Review: Sámi Blood
by Vittoria Scarpa
- VENICE 2016: The first film by Sweden's Amanda Kernell tells the vibrant tale of a young Lapp girl who dreams of a different life and distances herself from her community with great anguish
It was in traditional clothes that the cast of Sámi Blood [+see also:
interview: Amanda Kernell
interview: Lars Lindstrom
film profile] turned up on the Lido yesterday to present the film in the Venice Days section of Venice, in its world premiere. A touch of colour that accompanied the heartfelt and strongly applauded first work by Swedish director Amanda Kernell, the story of a young girl who, at the age of 14, no longer identifies with her family and dreams of a different life, abandoning her community (and her identity) with courage and anguish.
We’re in the land of the Sami people, more commonly known as the Lapps, in the northernmost region of Sweden.
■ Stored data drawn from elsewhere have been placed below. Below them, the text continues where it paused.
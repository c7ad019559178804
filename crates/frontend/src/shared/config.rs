//! Submission settings for the entry form.
//!
//! Defaults can be overridden from the page query string, e.g.
//! `/?action=https://example.com/entries&timeout_ms=5000`.

use contracts::form::DEFAULT_CONFIRMATION;
use serde::Deserialize;

pub const DEFAULT_TIMEOUT_MS: u32 = 15_000;
const ENTRIES_PATH: &str = "/api/entries";

#[derive(Debug, Clone, PartialEq, Eq)]
pub struct FormConfig {
    /// URL the form is posted to
    pub action: String,
    /// Message shown after a successful submission
    pub confirmation: String,
    /// 0 disables the timeout
    pub timeout_ms: u32,
}

#[derive(Debug, Default, Deserialize)]
struct QueryOverrides {
    action: Option<String>,
    timeout_ms: Option<u32>,
}

impl FormConfig {
    pub fn with_action(action: impl Into<String>) -> Self {
        Self {
            action: action.into(),
            confirmation: DEFAULT_CONFIRMATION.to_string(),
            timeout_ms: DEFAULT_TIMEOUT_MS,
        }
    }

    /// Config for the current page: default action next to the API host,
    /// then any overrides from `window.location.search`.
    pub fn from_location() -> Self {
        let search = web_sys::window()
            .and_then(|w| w.location().search().ok())
            .unwrap_or_default();
        Self::with_action(api_url(ENTRIES_PATH)).apply_query(&search)
    }

    /// Applies `action` and `timeout_ms` from a query string. An unparseable
    /// query leaves the config unchanged.
    pub fn apply_query(mut self, query: &str) -> Self {
        let query = query.trim_start_matches('?');
        if query.is_empty() {
            return self;
        }

        match serde_qs::from_str::<QueryOverrides>(query) {
            Ok(overrides) => {
                if let Some(action) = overrides.action.filter(|a| !a.is_empty()) {
                    self.action = action;
                }
                if let Some(timeout_ms) = overrides.timeout_ms {
                    self.timeout_ms = timeout_ms;
                }
            }
            Err(e) => {
                log::warn!("Ignoring query overrides '{}': {}", query, e);
            }
        }
        self
    }
}

impl Default for FormConfig {
    fn default() -> Self {
        Self::with_action(ENTRIES_PATH)
    }
}

/// Base URL of the API host: same protocol and hostname as the page, port 3000.
///
/// Empty when there is no window.
pub fn api_base() -> String {
    let window = match web_sys::window() {
        Some(w) => w,
        None => return String::new(),
    };
    let location = window.location();
    let protocol = location.protocol().unwrap_or_else(|_| "http:".to_string());
    let hostname = location
        .hostname()
        .unwrap_or_else(|_| "127.0.0.1".to_string());
    format!("{}//{}:3000", protocol, hostname)
}

pub fn api_url(path: &str) -> String {
    format!("{}{}", api_base(), path)
}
An elderly lady by the name of Christina (Maj Doris Rimpi) returns to her homeland for the funeral of her sister. It’s not an emotional affair, however. Pleasantries are rushed and Christina is ill-at-ease, impatient to leave as soon as possible to go home. But her home was once there, on those plateaus, with her family, which raised reindeer and sang yoik, the traditional Lapp song. We are told all this in a long flashback which catapults us into the 1930s, when Christina was 14 years-old and called Elle Marja (played by fresh-faced Lene Cecilia Sparrok). Elle Marja and her sister Njenna (Mia Erika Sparrok, Lene’s actual sister) are sent away to a boarding school exclusively for Lapps, where they learn the Swedish language and culture. Whilst Njenna finds it hard to fit in, Elle Marja soon goes to the top of the class: her dream is to become a Swede, move to the city, to Uppsala, and to become a teacher.
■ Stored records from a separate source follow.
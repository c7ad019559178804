use contracts::catalog::{CascadingMenu, MenuSelection};
use contracts::form::{FieldKind, FormField, FormState, SubmissionStatus};
use leptos::prelude::*;
use leptos::task::spawn_local;

use crate::menu::{use_catalog, CategoryMenu};
use crate::shared::components::ui::{Button, Checkbox, Input};
use crate::shared::components::PageHeader;
use crate::shared::config::FormConfig;
use crate::submission::{HttpTransport, SubmissionHandler};

const SOURCE: &str = "web";

/// Fields of the entry form in document order.
pub fn entry_fields(selection: &MenuSelection) -> Vec<FormField> {
    vec![
        FormField::new("amount", FieldKind::Number),
        FormField::new("type", FieldKind::Select).with_value(selection.top_level.clone()),
        FormField::new("category", FieldKind::Select).with_value(selection.subcategory.clone()),
        FormField::new("subcategory", FieldKind::Select).with_value(selection.leaf.clone()),
        FormField::new("note", FieldKind::Text),
        FormField::new("recurring", FieldKind::Checkbox),
        FormField::new("source", FieldKind::Hidden).with_value(SOURCE),
        FormField::new("submit", FieldKind::Submit).with_value("Submit"),
    ]
}

/// Writes the menu selection into the three select fields.
pub fn apply_selection(form: &mut FormState, selection: &MenuSelection) {
    form.set_value("type", selection.top_level.clone());
    form.set_value("category", selection.subcategory.clone());
    form.set_value("subcategory", selection.leaf.clone());
}

fn selection_of(form: &FormState) -> MenuSelection {
    MenuSelection {
        top_level: form.value("type").to_string(),
        subcategory: form.value("category").to_string(),
        leaf: form.value("subcategory").to_string(),
    }
}

#[component]
pub fn EntryFormPage() -> impl IntoView {
    let catalog = use_catalog();
    let config = use_context::<FormConfig>().unwrap_or_default();
    let handler = SubmissionHandler::new(HttpTransport::new(config.timeout_ms), &config);

    let menu = RwSignal::new(CascadingMenu::start(&catalog));
    let form = RwSignal::new(FormState::new(
        menu.with_untracked(|m| entry_fields(m.selection())),
    ));

    let text_field = move |name: &'static str| {
        Signal::derive(move || form.with(|f| f.value(name).to_string()))
    };
    let set_field = move |name: &'static str| {
        Callback::new(move |value: String| {
            form.update(|f| {
                f.set_value(name, value);
            })
        })
    };

    let on_submit = move |ev: leptos::ev::SubmitEvent| {
        ev.prevent_default();

        match form.try_update(|f| f.begin_submit()) {
            Some(Ok(body)) => {
                let handler = handler.clone();
                spawn_local(async move {
                    let result = handler.send(body).await;
                    // `finish` already logs and records a failure in the form.
                    form.update(|f| {
                        handler.finish(f, result).ok();
                    });
                });
            }
            Some(Err(e)) => log::warn!("Submit ignored: {}", e),
            None => {}
        }
    };

    let confirmation_class = move || {
        form.with(|f| match f.status() {
            SubmissionStatus::Failed(_) => "form__confirmation form__confirmation--error",
            _ => "form__confirmation",
        })
    };

    view! {
        <div class="page page--entry">
            <PageHeader title="New entry" subtitle="Record an expense or an income" />

            <form
                id="myForm"
                class="form"
                action=config.action.clone()
                method="post"
                on:submit=on_submit
            >
                <Input
                    id="amount"
                    name="amount"
                    label="Amount"
                    input_type="number"
                    value=text_field("amount")
                    on_input=set_field("amount")
                    required=true
                />

                <CategoryMenu
                    menu=menu
                    selected=Signal::derive(move || form.with(selection_of))
                    on_select=Callback::new(move |selection: MenuSelection| {
                        form.update(|f| apply_selection(f, &selection));
                    })
                />

                <Input
                    id="note"
                    name="note"
                    label="Note"
                    value=text_field("note")
                    on_input=set_field("note")
                />

                <Checkbox
                    id="recurring"
                    name="recurring"
                    label="Recurring"
                    checked=Signal::derive(move || form.with(|f| f.is_checked("recurring")))
                    on_change=Callback::new(move |checked: bool| {
                        form.update(|f| {
                            f.set_checked("recurring", checked);
                        })
                    })
                />

                <input
                    type="hidden"
                    name="source"
                    prop:value=move || form.with(|f| f.value("source").to_string())
                />

                <div class="form__actions">
                    <Button
                        id="mySubmit"
                        button_type="submit"
                        disabled=Signal::derive(move || form.with(|f| !f.submit_enabled()))
                    >
                        {move || form.with(|f| match f.status() {
                            SubmissionStatus::Pending => "Submitting...",
                            _ => "Submit",
                        })}
                    </Button>
                </div>

                <p id="myConf" class=confirmation_class>
                    {move || form.with(|f| f.confirmation().to_string())}
                </p>
            </form>
        </div>
    }
}
//! Cascading category selectors shared by the entry form and the menu page.

use contracts::catalog::{placeholder, CascadingMenu, Catalog, MenuSelection};
use leptos::prelude::*;
use std::ops::Deref;

use crate::shared::components::ui::Select;

/// Read-only catalog handed to every page through context.
#[derive(Debug, Clone, Copy)]
pub struct CatalogContext(&'static Catalog);

impl CatalogContext {
    pub fn new(catalog: &'static Catalog) -> Self {
        Self(catalog)
    }
}

impl Deref for CatalogContext {
    type Target = Catalog;

    fn deref(&self) -> &Catalog {
        self.0
    }
}

pub fn use_catalog() -> CatalogContext {
    use_context::<CatalogContext>().expect("CatalogContext not provided")
}

/// Three dependent selects: top-level, subcategory (`categorySelect`) and
/// leaf (`subCategorySelect`).
#[component]
pub fn CategoryMenu(
    menu: RwSignal<CascadingMenu>,
    /// Values displayed as selected; follows the menu's own selection when omitted
    #[prop(optional, into)]
    selected: Option<Signal<MenuSelection>>,
    /// Called with the new selection after any of the selects changes
    #[prop(optional)]
    on_select: Option<Callback<MenuSelection>>,
) -> impl IntoView {
    let catalog = use_catalog();
    let selected = selected
        .unwrap_or_else(|| Signal::derive(move || menu.with(|m| m.selection().clone())));

    let notify = move |selection: Option<MenuSelection>| {
        if let (Some(selection), Some(handler)) = (selection, on_select) {
            handler.run(selection);
        }
    };

    let top_level_options = Signal::derive(move || {
        let mut options = placeholder();
        options.extend(catalog.top_levels());
        options
    });
    let subcategory_options =
        Signal::derive(move || menu.with(|m| m.subcategory_options().to_vec()));
    let leaf_options = Signal::derive(move || menu.with(|m| m.leaf_options().to_vec()));

    let on_top_level = Callback::new(move |value: String| {
        log::debug!("Top-level category changed to '{}'", value);
        notify(menu.try_update(|m| m.select_top_level(&catalog, &value).clone()));
    });
    let on_subcategory = Callback::new(move |value: String| {
        log::debug!("Subcategory changed to '{}'", value);
        notify(menu.try_update(|m| m.select_subcategory(&catalog, &value).clone()));
    });
    let on_leaf = Callback::new(move |value: String| {
        notify(menu.try_update(|m| m.select_leaf(&value).clone()));
    });

    view! {
        <div class="category-menu">
            <Select
                id="typeSelect"
                name="type"
                label="Type"
                value=Signal::derive(move || selected.get().top_level)
                options=top_level_options
                on_change=on_top_level
            />
            <Select
                id="categorySelect"
                name="category"
                label="Category"
                value=Signal::derive(move || selected.get().subcategory)
                options=subcategory_options
                on_change=on_subcategory
            />
            <Select
                id="subCategorySelect"
                name="subcategory"
                label="Subcategory"
                value=Signal::derive(move || selected.get().leaf)
                options=leaf_options
                on_change=on_leaf
            />
        </div>
    }
}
The journey of this young woman, however, is fraught with obstacles: the racist attitudes of tall blonde Swedes towards this young girl who is seen as a savage, the way she is ostracised by her teacher (Hanna Alstrom) who, despite recognising the girl’s skill, denies Elle Marja any help in pursuing her studies (because Lapps have smaller brains, she says), and last but not least, the resistance she meets from her proud mother (Katarina Blind), who doesn’t accept her daughter’s emancipation. But Elle Marja pushes forward, demonstrating exceptional determination even though she still looks like a child, small in stature but with fire in her eyes, played beautifully by this debut actress who gives the character just the right dose of maturity, passion and strength, without ever once putting an expression wrong. An intense and blunt coming-of-age story which reveals a relatively unknown page in the history of Swedish colonialism, built on discrimination and the validation of race (the scene in which the protagonist has parts of her body measured is one of the most disturbing of the film), and questions family ties, showing how being tied to your roots is not always a given.
Sámi Blood is a co-production between Sweden, Denmark and Norway, involving Nordisk Film Production Sverige, Bautafilm, Digipilot, Nordisk Film Production A/S and Sveriges Television. International sales of the film, which will be screened in the Discovery section of Toronto after Venice, are being handled by Danish company LevelK.